→ WHAT THE EXERCISE ASKS: Return all the records, each one exactly as given.

(Extracted records)
[Start of Attachment]

use crate::api::teams::list_teams;
use crate::components::grid_view::GridView;
use crate::components::page_shell::PageShell;
use crate::config::Config;
use log::debug;
use shared::{EmptyState, GridPageChanged, Team};
use std::rc::Rc;
use yew::prelude::*;

pub const TEAM_SEARCH_KEYS: [&str; 3] = ["name", "country", "league"];

fn team_tile(team: Team) -> Html {
    html! {
        <div class="bg-white rounded-lg shadow-sm p-4 flex items-center gap-4 hover:shadow-md transition-shadow">
            if let Some(url) = &team.logo_url {
                <img src={url.clone()} alt={team.name.clone()} class="h-12 w-12 rounded-full object-cover" />
            } else {
                <div class="h-12 w-12 rounded-full bg-emerald-100 text-emerald-700 flex items-center justify-center font-semibold">
                    {team.initials()}
                </div>
            }
            <div class="min-w-0">
                <h3 class="font-medium text-gray-900 truncate">{&team.name}</h3>
                <p class="text-sm text-gray-500 truncate">
                    {match &team.league {
                        Some(league) => format!("{} · {}", team.country, league),
                        None => team.country.clone(),
                    }}
                </p>
                <p class="text-xs text-gray-400">
                    {format!("{} players", team.player_count)}
                    if let Some(coach) = &team.coach {
                        {format!(" · Coach: {}", coach)}
                    }
                </p>
            </div>
        </div>
    }
}

#[function_component(Teams)]
pub fn teams() -> Html {
    let config = use_memo((), |_| Config::view());
    let teams = use_state(|| None::<Rc<Vec<Team>>>);
    let loading = use_state(|| true);
    let error = use_state(|| None::<String>);

    {
        let teams = teams.clone();
        let loading = loading.clone();
        let error = error.clone();
        use_effect_with((), move |_| {
            wasm_bindgen_futures::spawn_local(async move {
                match list_teams().await {
                    Ok(list) => teams.set(Some(Rc::new(list))),
                    Err(e) => error.set(Some(e)),
                }
                loading.set(false);
            });
            || ()
        });
    }

    let on_page_change = Callback::from(|changed: GridPageChanged| {
        debug!("Teams grid page {} ({} per page)", changed.page, changed.page_size);
    });

    html! {
        <PageShell title="Teams" error={(*error).clone()}>
            <GridView<Team>
                rows={(*teams).clone()}
                render_item={Callback::from(team_tile)}
                loading={*loading}
                page_size={config.grid_page_size}
                columns={config.grid_columns}
                search_keys={TEAM_SEARCH_KEYS.iter().map(|k| k.to_string()).collect::<Vec<_>>()}
                search_placeholder="Search teams, countries or leagues..."
                search_debounce_ms={config.search_debounce_ms}
                {on_page_change}
                empty_state={EmptyState::new("No teams", "Teams appear here once they are registered.")}
            />
        </PageShell>
    }
}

[End of Attachment]

→ WRITTEN RESPONSE:
use crate::api::teams::list_teams;
use crate::components::grid_view::GridView;
use crate::components::page_shell::PageShell;
use crate::config::Config;
use log::debug;
use shared::{EmptyState, GridPageChanged, Team};
use std::rc::Rc;
use yew::prelude::*;

pub const TEAM_SEARCH_KEYS: [&str; 3] = ["name", "country", "league"];

fn team_tile(team: Team) -> Html {
    html! {
        <div class="bg-white rounded-lg shadow-sm p-4 flex items-center gap-4 hover:shadow-md transition-shadow">
            if let Some(url) = &team.logo_url {
                <img src={url.clone()} alt={team.name.clone()} class="h-12 w-12 rounded-full object-cover" />
            } else {
                <div class="h-12 w-12 rounded-full bg-emerald-100 text-emerald-700 flex items-center justify-center font-semibold">
                    {team.initials()}
                </div>
            }
            <div class="min-w-0">
                <h3 class="font-medium text-gray-900 truncate">{&team.name}</h3>
                <p class="text-sm text-gray-500 truncate">
                    {match &team.league {
                        Some(league) => format!("{} · {}", team.country, league),
                        None => team.country.clone(),
                    }}
                </p>
                <p class="text-xs text-gray-400">
                    {format!("{} players", team.player_count)}
                    if let Some(coach) = &team.coach {
                        {format!(" · Coach: {}", coach)}
                    }
                </p>
            </div>
        </div>
    }
}

#[function_component(Teams)]
pub fn teams() -> Html {
    let config = use_memo((), |_| Config::view());
    let teams = use_state(|| None::<Rc<Vec<Team>>>);
    let loading = use_state(|| true);
    let error = use_state(|| None::<String>);

    {
        let teams = teams.clone();
        let loading = loading.clone();
        let error = error.clone();
        use_effect_with((), move |_| {
            wasm_bindgen_futures::spawn_local(async move {
                match list_teams().await {
                    Ok(list) => teams.set(Some(Rc::new(list))),
                    Err(e) => error.set(Some(e)),
                }
                loading.set(false);
            });
            || ()
        });
    }

    let on_page_change = Callback::from(|changed: GridPageChanged| {
        debug!("Teams grid page {} ({} per page)", changed.page, changed.page_size);
    });

    html! {
        <PageShell title="Teams" error={(*error).clone()}>
            <GridView<Team>
                rows={(*teams).clone()}
                render_item={Callback::from(team_tile)}
                loading={*loading}
                page_size={config.grid_page_size}
                columns={config.grid_columns}
                search_keys={TEAM_SEARCH_KEYS.iter().map(|k| k.to_string()).collect::<Vec<_>>()}
                search_placeholder="Search teams, countries or leagues..."
                search_debounce_ms={config.search_debounce_ms}
                {on_page_change}
                empty_state={EmptyState::new("No teams", "Teams appear here once they are registered.")}
            />
        </PageShell>
    }
}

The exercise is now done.